Furthermore, by studying the OLV virophage, six genes are linked to genes of giant viruses of the
Phycodnaviridae family, indicating that gene exchange between these virophages and viruses occurs during coinfection [
28,
29,
37]. This fact was also recorded by studying its g12, derived from an unknown giant virus infecting the alga
Chlorella sp. [
29,
37]. By comparing the genome of the OLV virophage with that of the
Organic Helper Phycodnaviruses (OLPV) of the
Phycodnaviridae family, it was shown that as many as 7408 bp of the OLV virophage encodes g17–22 proteins, similar in 32–65% to sequences in the OLPV-1 and OLPV-2 regions of the
Phycodnaviridae family giant viruses [
29,
51]. This virophage has also demonstrated unique genes targeting specific adaptation for its helper–host system, including a DNA methyltransferase specific for N6 adenine [
29]. In addition, it has been described that the genes of the OLV virophage, found in g12, g13, g17, g19, g20, g22, and g23, are linked, among others, to the coding of a protein responsible for the selectivity of NCLDV viral homologues.

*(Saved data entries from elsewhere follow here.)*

// SPDX-License-Identifier: MPL-2.0
//! Errors of the configuration layer.
//!
//! Facade operations never fail; only loading and saving the defaults table
//! can produce an [`Error`].

use std::fmt;

#[derive(Debug, Clone)]
pub enum Error {
    Io(String),
    Config(String),
}

impl fmt::Display for Error {
    fn fmt(&self, f: &mut fmt::Formatter<'_>) -> fmt::Result {
        match self {
            Error::Io(e) => write!(f, "I/O Error: {}", e),
            Error::Config(e) => write!(f, "Config Error: {}", e),
        }
    }
}

impl std::error::Error for Error {}

impl From<std::io::Error> for Error {
    fn from(err: std::io::Error) -> Self {
        Error::Io(err.to_string())
    }
}

impl From<toml::de::Error> for Error {
    fn from(err: toml::de::Error) -> Self {
        Error::Config(err.to_string())
    }
}

impl From<toml::ser::Error> for Error {
    fn from(err: toml::ser::Error) -> Self {
        Error::Config(err.to_string())
    }
}

pub type Result<T> = std::result::Result<T, Error>;

#[cfg(test)]
mod tests {
    use super::*;

    #[test]
    fn display_formats_io_error() {
        let err = Error::Io("disk failure".to_string());
        assert_eq!(format!("{}", err), "I/O Error: disk failure");
    }

    #[test]
    fn from_io_error_produces_io_variant() {
        let io_error = std::io::Error::other("boom");
        let err: Error = io_error.into();
        match err {
            Error::Io(message) => assert!(message.contains("boom")),
            _ => panic!("expected Io variant"),
        }
    }

    #[test]
    fn config_error_formats_properly() {
        let err = Error::Config("bad field".into());
        assert_eq!(format!("{}", err), "Config Error: bad field");
    }

    #[test]
    fn toml_parse_error_becomes_config_variant() {
        let parse: std::result::Result<toml::Table, _> = toml::from_str("not = valid = toml");
        let err: Error = parse.unwrap_err().into();
        assert!(matches!(err, Error::Config(_)));
    }
}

These include APMV and Sputnik virophage, including their transmembrane protein and a protein-encoding the three-stranded structure of the OLV virophage collagen, as well as a protein presumably conditioning the interaction of the OLV virophage with the giant virus [
2,
29,
37,
50]. By infecting giant viruses of the
Phycodnaviridae family and infecting unnamed phototrophic marine algae, the OLV virophage influences their growth and abundance, thus playing a pivotal role in regulating the microbial network of organic lake waters [
29].
2.7. Virophage RNV (Rio Negro Virophage)
The RNV virophage was the first virophage discovered in Brazil in 2011 in the waters of the Negro River in Amazonia and was found in the amoeba
A. castellanii infected with Samba giant virus, genus
Mimivirus, family
Mimiviridae Lineage A [
2,
8,
11,
17,
25,
30]. The capsid of the RNV virophage has icosahedral symmetry with a diameter of only 35 nm, and its genome consists of dsDNA. Although there are no precise data on its shape, it is indicated to be similar to the circular dsDNA of the Sputnik virophage [
2,
30]. The genome of the RNV virophage is 18,145 bp long and contains 20 genes ranging from 330 to 2340 bp, confirming its close relationship not only to the Sputnik virophage but also to the Sputnik 2 and Sputnik 3 virophages [
25,
30].
It is also indicated that the sequence of the MCP protein gene of the virophage RNV is also partly identical to the gene encoding the MCP protein of the virophage Sputnik [
8,
30]. This virophage has similar gene content and symmetry to Sputnik virophage 2, despite SNPs (single nucleotide polymorphisms) and insertions found in coding and noncoding regions [
30]. A 49 bp insertion at position 11,841 in the RNV virophage has also been recorded, which results in an elongation of its region between g14 and g15 [
6] and is a repeat of the previous 49 nucleotides, except for an SNP at Position 22, where cysteine has been replaced by guanine [
30]. SNPs were also found in the genome of this virophage at Positions 16.075 and 18.121, with a deletion at Position 18.145 and an additional three guanines inserted at Position 18.016 [
30]. Comparing the genome of the RNV virophage with that of the Sputnik, Sputnik 2, and Sputnik 3 virophages, it can be observed that it lacks the last 244 bp [
30]. This virophage replicates in the Samba giant virus infecting
A. castellanii amoebae, causing its defective shape and abnormal capsid and reducing the abundance of this giant virus in amoebae by more than 80% [
2].
2.8. Virophage PGVV (Phaeocystis Globosa Virus Virophage)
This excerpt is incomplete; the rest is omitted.